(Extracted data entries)
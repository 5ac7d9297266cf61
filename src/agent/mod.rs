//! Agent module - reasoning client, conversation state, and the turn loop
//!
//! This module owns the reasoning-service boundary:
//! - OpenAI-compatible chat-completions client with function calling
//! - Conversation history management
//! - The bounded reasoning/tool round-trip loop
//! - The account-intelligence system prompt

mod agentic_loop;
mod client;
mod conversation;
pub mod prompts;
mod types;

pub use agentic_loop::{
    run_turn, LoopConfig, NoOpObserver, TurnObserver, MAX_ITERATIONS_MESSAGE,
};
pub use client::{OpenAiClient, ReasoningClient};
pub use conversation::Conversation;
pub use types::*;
...
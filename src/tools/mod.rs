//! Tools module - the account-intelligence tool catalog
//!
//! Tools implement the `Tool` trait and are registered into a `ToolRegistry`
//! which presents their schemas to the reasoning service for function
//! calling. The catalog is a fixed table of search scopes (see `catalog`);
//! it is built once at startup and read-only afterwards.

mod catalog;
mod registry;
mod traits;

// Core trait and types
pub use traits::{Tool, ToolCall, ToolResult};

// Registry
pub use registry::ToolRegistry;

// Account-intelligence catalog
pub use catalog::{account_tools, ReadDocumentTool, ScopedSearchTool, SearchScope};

**How to complete this task**
Copy out the lines above exactly, beginning at the one that contains "mod conversation;" and ending at the one that contains "pub use types::*;".

**Exercise answer**
mod conversation;
pub mod prompts;
mod types;

pub use agentic_loop::{
    run_turn, LoopConfig, NoOpObserver, TurnObserver, MAX_ITERATIONS_MESSAGE,
};
pub use client::{OpenAiClient, ReasoningClient};
pub use conversation::Conversation;
pub use types::*;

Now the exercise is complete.